SearchCans

Build a Self-Correcting RAG (CRAG) Agent: Python & LangGraph Tutorial

Static RAG is brittle. Learn how to build a Corrective RAG (CRAG) pipeline that detects hallucinations and fixes them using SearchCans real-time search.

4 min read

Standard RAG (Retrieval-Augmented Generation) has a fatal flaw: It blindly trusts the retrieval.

If your vector database returns outdated documents—or worse, irrelevant ones—your LLM will hallucinate a confident answer based on bad data.

Enter Corrective RAG (CRAG) and Self-RAG.

These advanced architectures introduce a “Self-Correction” loop. The system evaluates the quality of retrieved documents. If they are deemed “Ambiguous” or “Incorrect,” the agent automatically triggers a web search to find the truth.

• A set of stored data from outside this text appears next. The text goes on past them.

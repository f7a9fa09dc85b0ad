use async_trait::async_trait;
use libris_db::{Database, StoreError, StoreResult};
use sqlx::{Sqlite, SqliteConnection, Transaction};

use super::models::{Book, BookCandidate};
use super::policy::BookLookup;

const SELECT_BOOK: &str = r#"
    SELECT b.id, b.title, b.author_id AS author, a.name AS author_name, b.year,
           b.genre, b.category, b.publisher, b.cover_image, b.book_file, b.book_type
    FROM book b
    JOIN author a ON a.id = b.author_id
"#;

/// Row values for an insert or update.
#[derive(Debug)]
pub struct BookRecord<'a> {
    pub candidate: &'a BookCandidate,
    pub book_file: &'a str,
    pub cover_image: Option<&'a str>,
}

/// Book table access.
#[derive(Debug, Clone)]
pub struct BookRepository {
    db: Database,
}

impl BookRepository {
    pub fn new(db: Database) -> Self {
        Self { db }
    }

    pub async fn begin(&self) -> StoreResult<Transaction<'static, Sqlite>> {
        self.db.begin().await
    }

    /// All books ordered by title, then year.
    pub async fn list(&self) -> StoreResult<Vec<Book>> {
        Ok(
            sqlx::query_as(&format!("{SELECT_BOOK} ORDER BY b.title, b.year, b.id"))
                .fetch_all(self.db.pool())
                .await?,
        )
    }

    pub async fn get(&self, id: i64) -> StoreResult<Book> {
        sqlx::query_as(&format!("{SELECT_BOOK} WHERE b.id = ?"))
            .bind(id)
            .fetch_optional(self.db.pool())
            .await?
            .ok_or_else(|| StoreError::not_found("book", id))
    }

    pub async fn insert(
        &self,
        conn: &mut SqliteConnection,
        record: &BookRecord<'_>,
    ) -> StoreResult<i64> {
        let c = record.candidate;
        let result = sqlx::query(
            r#"
            INSERT INTO book
                (title, author_id, year, genre, category, publisher,
                 cover_image, book_file, book_type)
            VALUES (?, ?, ?, ?, ?, ?, ?, ?, ?)
            "#,
        )
        .bind(&c.title)
        .bind(c.author)
        .bind(c.year)
        .bind(&c.genre)
        .bind(&c.category)
        .bind(&c.publisher)
        .bind(record.cover_image)
        .bind(record.book_file)
        .bind(c.book_type)
        .execute(&mut *conn)
        .await?;
        Ok(result.last_insert_rowid())
    }

    pub async fn update(
        &self,
        conn: &mut SqliteConnection,
        id: i64,
        record: &BookRecord<'_>,
    ) -> StoreResult<()> {
        let c = record.candidate;
        let result = sqlx::query(
            r#"
            UPDATE book
            SET title = ?, author_id = ?, year = ?, genre = ?, category = ?,
                publisher = ?, cover_image = ?, book_file = ?, book_type = ?
            WHERE id = ?
            "#,
        )
        .bind(&c.title)
        .bind(c.author)
        .bind(c.year)
        .bind(&c.genre)
        .bind(&c.category)
        .bind(&c.publisher)
        .bind(record.cover_image)
        .bind(record.book_file)
        .bind(c.book_type)
        .bind(id)
        .execute(&mut *conn)
        .await?;
        if result.rows_affected() == 0 {
            return Err(StoreError::not_found("book", id));
        }
        Ok(())
    }

    pub async fn delete(&self, id: i64) -> StoreResult<()> {
        let result = sqlx::query("DELETE FROM book WHERE id = ?")
            .bind(id)
            .execute(self.db.pool())
            .await?;
        if result.rows_affected() == 0 {
            return Err(StoreError::not_found("book", id));
        }
        Ok(())
    }
}

#[async_trait]
impl BookLookup for BookRepository {
    async fn author_exists(&self, author: i64) -> StoreResult<bool> {
        let row: Option<(i64,)> = sqlx::query_as("SELECT id FROM author WHERE id = ?")
            .bind(author)
            .fetch_optional(self.db.pool())
            .await?;
        Ok(row.is_some())
    }

    async fn same_natural_key(
        &self,
        candidate: &BookCandidate,
        exclude: Option<i64>,
    ) -> StoreResult<Vec<i64>> {
        Ok(sqlx::query_scalar(
            r#"
            SELECT id FROM book
            WHERE title = ? AND author_id = ? AND year = ? AND publisher = ?
              AND id IS NOT ?
            "#,
        )
        .bind(&candidate.title)
        .bind(candidate.author)
        .bind(candidate.year)
        .bind(&candidate.publisher)
        .bind(exclude)
        .fetch_all(self.db.pool())
        .await?)
    }

    async fn textbook_edition_years(
        &self,
        candidate: &BookCandidate,
        exclude: Option<i64>,
    ) -> StoreResult<Vec<i64>> {
        Ok(sqlx::query_scalar(
            r#"
            SELECT year FROM book
            WHERE book_type = 'textbook'
              AND title = ? AND author_id = ? AND publisher = ?
              AND id IS NOT ?
            "#,
        )
        .bind(&candidate.title)
        .bind(candidate.author)
        .bind(&candidate.publisher)
        .bind(exclude)
        .fetch_all(self.db.pool())
        .await?)
    }
}
//! Text field cleaning shared by the entity forms.

use libris_kernel::ValidationErrors;

pub const REQUIRED: &str = "This field is required.";
pub const BLANK: &str = "This field may not be blank.";

/// Trim a required text value and enforce non-blank and `max_chars`.
/// Records the failure under `field` and returns `None` on error.
pub fn required_text(
    errors: &mut ValidationErrors,
    field: &str,
    value: Option<String>,
    max_chars: usize,
) -> Option<String> {
    let Some(value) = value else {
        errors.add_field(field, REQUIRED);
        return None;
    };
    let value = value.trim();
    if value.is_empty() {
        errors.add_field(field, BLANK);
        return None;
    }
    if value.chars().count() > max_chars {
        errors.add_field(field, too_long(max_chars));
        return None;
    }
    Some(value.to_string())
}

pub fn too_long(max_chars: usize) -> String {
    format!("Ensure this field has no more than {max_chars} characters.")
}

/// How an inbound payload relates to the stored record.
#[derive(Debug, Clone, Copy, PartialEq, Eq)]
pub enum WriteMode {
    /// New record; every required field must be present.
    Create,
    /// Full update (PUT); required fields must be present again.
    Replace,
    /// Partial update (PATCH); absent fields keep their current value.
    Partial,
}

impl WriteMode {
    /// Inbound value, falling back to `current` only for partial updates.
    pub fn pick<T>(self, inbound: Option<T>, current: Option<T>) -> Option<T> {
        match self {
            Self::Partial => inbound.or(current),
            Self::Create | Self::Replace => inbound,
        }
    }
}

In this guide, we will build the “Web Search Node” for a CRAG pipeline using SearchCans.

The CRAG Architecture: Traffic Lights for Data

Conceptually, CRAG acts like a traffic light for your data retrieval:

  1. Green (Correct): The vector DB documents are relevant. Generate answer.
  2. Red (Incorrect): The documents are wrong. Discard them and search the web.
  3. Amber (Ambiguous): The documents are vague. Combine them with a web search for clarity.

The Role of SearchCans

In the “Red” and “Amber” states, your agent needs to leave the internal database and check the open internet.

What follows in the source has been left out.